---
name: academic-pdf-to-gfm
description: Convert academic PDF papers to GitHub-renderable GFM markdown with math equations. TRIGGERS - PDF, GitHub markdown, math
allowed-tools: Read, Grep, Glob, Bash, Write, Edit
---

# Academic PDF → GitHub GFM Conversion

A battle-tested workflow for converting academic/research PDF papers into GitHub-renderable GFM markdown with inline figures, mathematically correct LaTeX, and validated output.

**Battle-tested on**: López de Prado (2026) "How to Use the Sharpe Ratio" — 51 pages, 82 equations, 8 figures.

> **Self-Evolving Skill**: This skill improves through use.
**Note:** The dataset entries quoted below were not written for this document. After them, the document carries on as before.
//! Task lifecycle states

use serde::{Deserialize, Serialize};

/// Status of a scheduled task.
///
/// Tasks move roughly `INIT -> PENDING -> ASSIGNED -> STARTING -> RUNNING`
/// and from there to a terminal state. `UPDATING`, `ROLLBACK`, `KILLING`,
/// `PREEMPTING` and `RESTARTING` are intermediate states in which the current
/// instance is being terminated on purpose.
#[derive(Debug, Clone, Copy, PartialEq, Eq, Hash, PartialOrd, Ord, Serialize, Deserialize)]
#[serde(rename_all = "snake_case")]
pub enum ScheduleStatus {
    /// Created but not yet saved with a pending status.
    Init,
    /// Awaiting placement on a host.
    Pending,
    /// Placed on a host, awaiting launch.
    Assigned,
    /// Executor acknowledged the task.
    Starting,
    /// Running on a host.
    Running,
    /// Exited non-zero or was lost by its executor.
    Failed,
    /// Exited zero.
    Finished,
    /// Terminated at the scheduler's request.
    Killed,
    /// Termination requested, awaiting the framework's confirmation.
    Killing,
    /// The host or executor disappeared.
    Lost,
    /// Being terminated to restart in place.
    Restarting,
    /// Being terminated to be replaced with a new configuration.
    Updating,
    /// Being terminated to be replaced with its pre-update configuration.
    Rollback,
    /// Being terminated to free resources for a higher-priority task.
    Preempting,
    /// The store has no record of this task.
    Unknown,
}

impl ScheduleStatus {
    /// True when the task occupies (or will occupy) resources.
    ///
    /// At most one active task may exist per (role, job, shard).
    pub fn is_active(&self) -> bool {
        matches!(
            self,
            Self::Pending
                | Self::Assigned
                | Self::Starting
                | Self::Running
                | Self::Updating
                | Self::Rollback
                | Self::Killing
                | Self::Preempting
                | Self::Restarting
        )
    }

    /// True for sink states. Terminal tasks only leave the store via
    /// garbage collection.
    pub fn is_terminal(&self) -> bool {
        matches!(
            self,
            Self::Failed | Self::Finished | Self::Killed | Self::Lost | Self::Unknown
        )
    }

    /// All active statuses, for query building.
    pub fn active_states() -> &'static [ScheduleStatus] {
        &[
            Self::Pending,
            Self::Assigned,
            Self::Starting,
            Self::Running,
            Self::Updating,
            Self::Rollback,
            Self::Killing,
            Self::Preempting,
            Self::Restarting,
        ]
    }
}

impl std::fmt::Display for ScheduleStatus {
    fn fmt(&self, f: &mut std::fmt::Formatter<'_>) -> std::fmt::Result {
        let name = match self {
            Self::Init => "INIT",
            Self::Pending => "PENDING",
            Self::Assigned => "ASSIGNED",
            Self::Starting => "STARTING",
            Self::Running => "RUNNING",
            Self::Failed => "FAILED",
            Self::Finished => "FINISHED",
            Self::Killed => "KILLED",
            Self::Killing => "KILLING",
            Self::Lost => "LOST",
            Self::Restarting => "RESTARTING",
            Self::Updating => "UPDATING",
            Self::Rollback => "ROLLBACK",
            Self::Preempting => "PREEMPTING",
            Self::Unknown => "UNKNOWN",
        };
        write!(f, "{name}")
    }
}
If instructions are wrong, parameters drifted, or a workaround was needed — fix this file immediately, don't defer. Only update for real, reproducible issues.

## Quick Start (3 Steps)

```bash
# Step 1: Extract prose (best structure preservation)
uv run --python 3.13 --with pymupdf4llm python3 -c "
import pymupdf4llm
md = pymupdf4llm.to_markdown('paper.pdf')
open('paper-raw.md', 'w').write(md)
"

# Step 2: Extract images
uv run --python 3.13 --with pymupdf python3 references/extract-images.py paper.pdf

# Step 3: Validate math before pushing
node references/validate-math.mjs paper.md
```

---

## CRITICAL: Detect PDF Type First

**This determines the entire workflow.** Getting it wrong wastes hours.

### Type A — Word-Generated PDF (Most Modern Academic Papers)

**Signs**: Embedded fonts, copyable text, Unicode math chars when you copy-paste (∑, π, α, β, γ, →)

**Math encoding**: Math is Unicode text in PDF stream — NOT images, NOT glyph maps

**Consequence**: OCR tools like `marker-pdf` **cannot extract LaTeX** — they see text like "γ₄" not `\gamma_4`. They may return empty output or crash silently.

**Required approach**:

1. Use `pymupdf4llm` for prose extraction
2. **Manually transcribe all equations** from PDF screenshots — there is no shortcut
3. Read each formula visually, write LaTeX by hand

**How to confirm**: Run `marker-pdf` — if output is empty or has zero math content, it's Type A.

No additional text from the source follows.